In queste settimane si è discusso di riforma del sistema contrattuale sul documento unitario di Cgil-Cisl-Uil. La riflessione è iniziata ormai da diversi anni. Già il rinnovo del CCNL del 1999 segnò un'inversione di tendenza rispetto a quello del '94 firmato senza un'ora di sciopero e il giorno successivo alla scadenza.

Iniziava ad essere evidente che, un sistema di regole definito pochi anni prima (23 luglio 2003) necessitava di essere rivisto. I cambiamenti avvenuti negli ultimi 15 anni sono stati dirompenti cambiando completamente il contesto di riferimento.

Le crescenti esigenze di flessibilità andavano sempre più confermandosi richiedendo maggiore spazio ed articolazione per la contrattazione di secondo livello. Il 1997 fu l'anno che col pacchetto Treu, si iniziò ad introdurre maggiori flessibilità anche nel mercato del lavoro. Nel 2001 l'avvento dell'euro ridisegna completamente la mappa della competitività a livello europeo. La moneta unica, con ancora maggiore nettezza rispetto al patto di stabilità, toglie, infatti, ogni possibilità di recuperi "non virtuosi" di competitività attraverso svalutazioni monetarie. L'inflazione si è nel frattempo stabilizzata facendo venir meno una delle priorità della struttura contrattuale definita nel 1993. Tutti gli elementi di contesto, richiedevano un adeguamento del modello contrattuale.
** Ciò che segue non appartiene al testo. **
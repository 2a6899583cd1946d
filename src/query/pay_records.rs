//! Filtering, sorting and pagination of pay records.
//!
//! Records are joined with their employee's name, filtered by name substring
//! and period bounds, sorted newest period first, then sliced into pages.

use chrono::NaiveDate;
use serde::{Deserialize, Serialize};

use crate::models::{Employee, PayRecord};
use crate::store::resolve_employee_name;

/// Number of records per page unless configured otherwise.
pub const DEFAULT_PAGE_SIZE: usize = 6;

/// A pay record joined with its employee's display name.
#[derive(Debug, Clone, PartialEq, Serialize, Deserialize)]
pub struct EnrichedPayRecord {
    /// The stored pay record.
    #[serde(flatten)]
    pub record: PayRecord,
    /// The employee's name, or "Unknown" for a deleted employee.
    pub employee_name: String,
}

/// Criteria narrowing the pay record listing. All present criteria must match.
///
/// # Example
///
/// ```
/// use payroll_engine::query::PayRecordFilter;
///
/// let filter = PayRecordFilter {
///     name: Some("ali".to_string()),
///     ..Default::default()
/// };
/// assert!(filter.matches_name("Alice"));
/// assert!(filter.matches_name("NATALIE"));
/// assert!(!filter.matches_name("Bob"));
/// ```
#[derive(Debug, Clone, Default, PartialEq, Eq, Serialize, Deserialize)]
pub struct PayRecordFilter {
    /// Case-insensitive substring of the employee name.
    ///
    /// A value made only of whitespace counts as no filter, the same as an
    /// empty form field, rather than matching names that contain spaces.
    pub name: Option<String>,
    /// Keep records whose period starts on or after this date.
    pub start_date: Option<NaiveDate>,
    /// Keep records whose period ends on or before this date.
    pub end_date: Option<NaiveDate>,
}

impl PayRecordFilter {
    /// Returns true if `employee_name` satisfies the name criterion.
    pub fn matches_name(&self, employee_name: &str) -> bool {
        match self.name.as_deref().filter(|n| !n.trim().is_empty()) {
            Some(needle) => employee_name
                .to_lowercase()
                .contains(&needle.to_lowercase()),
            None => true,
        }
    }

    /// Returns true if the record's period satisfies both date bounds.
    pub fn matches_period(&self, record: &PayRecord) -> bool {
        self.start_date.is_none_or(|start| record.period_start >= start)
            && self.end_date.is_none_or(|end| record.period_end <= end)
    }

    fn matches(&self, row: &EnrichedPayRecord) -> bool {
        self.matches_name(&row.employee_name) && self.matches_period(&row.record)
    }
}

/// One page of the filtered, sorted pay record listing.
#[derive(Debug, Clone, PartialEq, Serialize, Deserialize)]
pub struct PayRecordPage {
    /// The records on this page.
    pub records: Vec<EnrichedPayRecord>,
    /// The 1-indexed page number actually served.
    pub page: usize,
    /// The page size used for slicing.
    pub page_size: usize,
    /// Number of records matching the filter across all pages.
    pub total: usize,
    /// Whether a later page holds more records.
    pub has_more: bool,
}

/// Joins every record with its employee's name, keeping collection order.
pub fn enrich_pay_records(records: &[PayRecord], employees: &[Employee]) -> Vec<EnrichedPayRecord> {
    records
        .iter()
        .map(|record| EnrichedPayRecord {
            record: record.clone(),
            employee_name: resolve_employee_name(employees, record.employee_id).to_string(),
        })
        .collect()
}

/// Applies `filter` and sorts by `period_start`, newest first.
///
/// The sort is stable: records sharing a start date keep their collection
/// order.
pub fn filter_pay_records(
    records: &[PayRecord],
    employees: &[Employee],
    filter: &PayRecordFilter,
) -> Vec<EnrichedPayRecord> {
    let mut rows: Vec<EnrichedPayRecord> = enrich_pay_records(records, employees)
        .into_iter()
        .filter(|row| filter.matches(row))
        .collect();
    rows.sort_by(|a, b| b.record.period_start.cmp(&a.record.period_start));
    rows
}

/// Filters, sorts and paginates pay records.
///
/// # Arguments
///
/// * `records` - The full pay record collection
/// * `employees` - The employees used to resolve names
/// * `filter` - Name and period criteria
/// * `page` - 1-indexed page number; zero or negative is served as page 1
/// * `page_size` - Records per page; zero is served as 1
///
/// # Returns
///
/// The requested page. A page past the end is empty with `has_more = false`.
///
/// # Examples
///
/// ```
/// use payroll_engine::query::{PayRecordFilter, query_pay_records};
///
/// let page = query_pay_records(&[], &[], &PayRecordFilter::default(), 3, 6);
/// assert!(page.records.is_empty());
/// assert!(!page.has_more);
/// ```
pub fn query_pay_records(
    records: &[PayRecord],
    employees: &[Employee],
    filter: &PayRecordFilter,
    page: i64,
    page_size: usize,
) -> PayRecordPage {
    let page = usize::try_from(page.max(1)).unwrap_or(usize::MAX);
    let page_size = page_size.max(1);

    let rows = filter_pay_records(records, employees, filter);
    let total = rows.len();
    let offset = page_size.saturating_mul(page - 1);
    let has_more = page_size.saturating_mul(page) < total;

    let records = rows.into_iter().skip(offset).take(page_size).collect();

    PayRecordPage {
        records,
        page,
        page_size,
        total,
        has_more,
    }
}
Il 2003 è l'anno della legge Biagi e della massima caratterizzazione della CGIL come forza di opposizione politica. La legge Biagi, al di là delle connotazioni di quadro politico del momento, segna anche il momento più evidente (nonostante i numerosi rinvii alla contrattazione) di "invasione legislativa" nel campo della regolazione dei rapporti di lavoro. Dello stesso anno è il decreto legislativo, in recepimento di una direttiva europea, sull' orario di lavoro. Una struttura della contrattazione troppo rigida presta sempre più il fianco ad interventi legislativi.

Nel 2004 la CISL formalizza una propria proposta: "linee guida per la riforma degli assetti contrattuali", i cui contenuti si possono considerare anticipatori del documento finalmente approvato dai direttivi unitari CGIL CISL UIL del 12 maggio 2008. Si apre un tavolo di confronto formale sindacati-Confindustria, ma resterà negli annali per l'abbandono da parte del segretario generale della CGIL Guglielmo Epifani.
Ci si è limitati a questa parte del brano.